Warum gibt es deiner Meinung nach so wenig Menschen mit HIV oder AIDS in Führungspositionen?

Angst. Es gibt diese Menschen definitiv, aber sie haben Angst. Das kann ich teilweise auch verstehen. Ich verstehe jeden, der Angst davor hat, das öffentlich zu machen, weil man einfach Angst vor Nachteilen hat. Das kann beruflich definitiv einen Nachteil bedeuten. Ich habe das zum Glück überhaupt nicht gespürt. Weder politisch oder beruflich, noch privat. Ich habe mit ganz vielen Menschen zu tun gehabt, die mir den Rücken gestärkt haben. Ich kann es ein Stück weit aber auch verstehen, denn man verbindet mit solchen Krankheiten ja jemanden, den man kennt beispielsweise. Jeder kennt irgendjemanden, der an einer bestimmten Krankheit litt und den er dann immer mit dieser Krankheit verbindet. Meine erste Bezugsperson war Freddie Mercury. HIV ist nicht mehr die gleiche Krankheit wie vor 30 Jahren. Es hat sich sehr viel getan in der Medizin. Die eingefallenen und ausgemergelten Gesichter von Menschen mit HIV, gibt es heute nicht mehr.

Möchtest du unseren Lesern noch etwas sagen?
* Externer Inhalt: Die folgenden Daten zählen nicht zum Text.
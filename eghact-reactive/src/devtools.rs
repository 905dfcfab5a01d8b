//! Devtools observer interface.
//!
//! A registry broadcasts one [`UpdateEvent`] per store change to every
//! observer injected into it. Observers run synchronously inside the write,
//! after the store's own subscribers. Together with
//! [`Registry::get_state`](crate::store::Registry::get_state) and
//! [`Registry::set_state`](crate::store::Registry::set_state) this is the
//! surface an inspector needs.

use std::sync::atomic::{AtomicU64, Ordering};
use std::sync::Arc;

use parking_lot::{Mutex, RwLock};
use serde::{Deserialize, Serialize};
use serde_json::Value;
use tokio::sync::mpsc;

/// Why a store changed.
#[derive(Debug, Clone, Copy, PartialEq, Eq, Serialize, Deserialize)]
#[serde(rename_all = "snake_case")]
pub enum UpdateOrigin {
    /// An ordinary `set`/`update`.
    Local,
    /// A monotonic snapshot restore (hydration).
    Hydrate,
    /// A forced restore (time travel or devtools `set_state`).
    Replay,
}

/// One store change, as seen by observers.
#[derive(Debug, Clone, PartialEq, Serialize, Deserialize)]
#[serde(tag = "type", rename = "update", rename_all = "camelCase")]
pub struct UpdateEvent {
    pub store_name: String,
    pub previous_value: Value,
    pub next_value: Value,
    pub origin: UpdateOrigin,
    pub version: u64,
    pub timestamp: u64,
}

impl UpdateEvent {
    pub fn to_json(&self) -> crate::error::Result<String> {
        Ok(serde_json::to_string(self)?)
    }
}

/// Receives every store change in a registry.
pub trait StoreObserver: Send + Sync {
    fn on_update(&self, event: &UpdateEvent);
}

impl<F> StoreObserver for F
where
    F: Fn(&UpdateEvent) + Send + Sync,
{
    fn on_update(&self, event: &UpdateEvent) {
        self(event)
    }
}

/// Handle for removing an observer from a registry.
#[derive(Debug, Clone, Copy, PartialEq, Eq, Hash)]
pub struct ObserverId(u64);

impl ObserverId {
    fn next() -> Self {
        static COUNTER: AtomicU64 = AtomicU64::new(0);
        Self(COUNTER.fetch_add(1, Ordering::Relaxed))
    }
}

/// The observers of one registry, shared with each of its stores.
#[derive(Default)]
pub(crate) struct ObserverHub {
    observers: RwLock<Vec<(ObserverId, Arc<dyn StoreObserver>)>>,
}

impl ObserverHub {
    pub(crate) fn add(&self, observer: Arc<dyn StoreObserver>) -> ObserverId {
        let id = ObserverId::next();
        self.observers.write().push((id, observer));
        id
    }

    pub(crate) fn remove(&self, id: ObserverId) -> bool {
        let mut observers = self.observers.write();
        let before = observers.len();
        observers.retain(|(existing, _)| *existing != id);
        observers.len() != before
    }

    pub(crate) fn len(&self) -> usize {
        self.observers.read().len()
    }

    /// Deliver an event built by `make`. `make` only runs if someone listens.
    pub(crate) fn broadcast(&self, make: impl FnOnce() -> UpdateEvent) {
        let observers: Vec<Arc<dyn StoreObserver>> = self
            .observers
            .read()
            .iter()
            .map(|(_, observer)| Arc::clone(observer))
            .collect();
        if observers.is_empty() {
            return;
        }
        let event = make();
        for observer in observers {
            observer.on_update(&event);
        }
    }
}

/// Keeps every event it sees. Handy in tests and for dumping a session.
#[derive(Debug, Default)]
pub struct EventLog {
    events: Mutex<Vec<UpdateEvent>>,
}

impl EventLog {
    pub fn new() -> Self {
        Self::default()
    }

    pub fn events(&self) -> Vec<UpdateEvent> {
        self.events.lock().clone()
    }

    pub fn len(&self) -> usize {
        self.events.lock().len()
    }

    pub fn is_empty(&self) -> bool {
        self.events.lock().is_empty()
    }

    pub fn clear(&self) {
        self.events.lock().clear();
    }
}

impl StoreObserver for EventLog {
    fn on_update(&self, event: &UpdateEvent) {
        self.events.lock().push(event.clone());
    }
}

/// Forwards events to an async consumer, e.g. a devtools bridge task.
#[derive(Debug, Clone)]
pub struct ChannelObserver {
    tx: mpsc::UnboundedSender<UpdateEvent>,
}

impl StoreObserver for ChannelObserver {
    fn on_update(&self, event: &UpdateEvent) {
        // A closed receiver just means nobody is listening anymore.
        let _ = self.tx.send(event.clone());
    }
}

/// Create an observer and the receiver it forwards to.
pub fn channel() -> (ChannelObserver, mpsc::UnboundedReceiver<UpdateEvent>) {
    let (tx, rx) = mpsc::unbounded_channel();
    (ChannelObserver { tx }, rx)
}
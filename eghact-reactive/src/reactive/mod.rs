//! Reactive Primitives
//!
//! This module implements the core reactive system: signals, computeds, and
//! effects. Stores, derived stores and the snapshot codec are built on top of
//! these primitives.
//!
//! # Concepts
//!
//! ## Signals
//!
//! A Signal is a container for mutable state. When a signal's value is read
//! within an evaluation context (a computed or effect), the signal records
//! itself as a dependency of that computation. When the signal's value
//! changes, all dependents are marked and its subscribers are called.
//!
//! ## Computeds
//!
//! A Computed is a derived value that caches its result. Changes upstream only
//! mark it; it re-evaluates on the next read, and only when one of the inputs
//! it read last time actually moved. Two inputs changing in the same batch
//! cost one evaluation.
//!
//! ## Effects
//!
//! An Effect is a side-effecting computation that runs whenever its
//! dependencies change. Effects run after all writes of a pass have been
//! applied, so they never see a half-updated graph.
//!
//! # Implementation Notes
//!
//! Dependency tracking goes through an explicit [`Runtime`] handle that every
//! primitive is constructed with. The runtime owns the evaluation context
//! stack and the propagation queue; there is no thread-local or global state.

mod computed;
mod context;
mod effect;
mod runtime;
mod signal;
mod subscriber;

pub use computed::{Computed, ComputedState};
pub use context::EvalContext;
pub use effect::Effect;
pub use runtime::{Dependency, Reactive, Runtime, Source, MAX_SETTLE_STEPS};
pub use signal::{Equality, Signal};
pub use subscriber::{SubscriberId, Subscription};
Ich habe immer ein bisschen Bedenken, dass die Leser denken, ich sage das mit dem erhobenen Zeigefinger. Nach dem Motto: „Ich mach es doch auch, stell dich nicht so an und oute dich auch.“ Aber ich glaube das ist die falsche Herangehensweise. Jeder muss für sich selbst schauen, an welcher Stelle das einen Sinn macht und wo nicht. Wann fühlt es sich richtig an? Man sollte es sich nicht so leicht machen und es einfach komplett ignorieren, sondern sich ganz bewusst ab und zu fragen, macht es Sinn? Will ich das? Und wenn nein, warum nicht?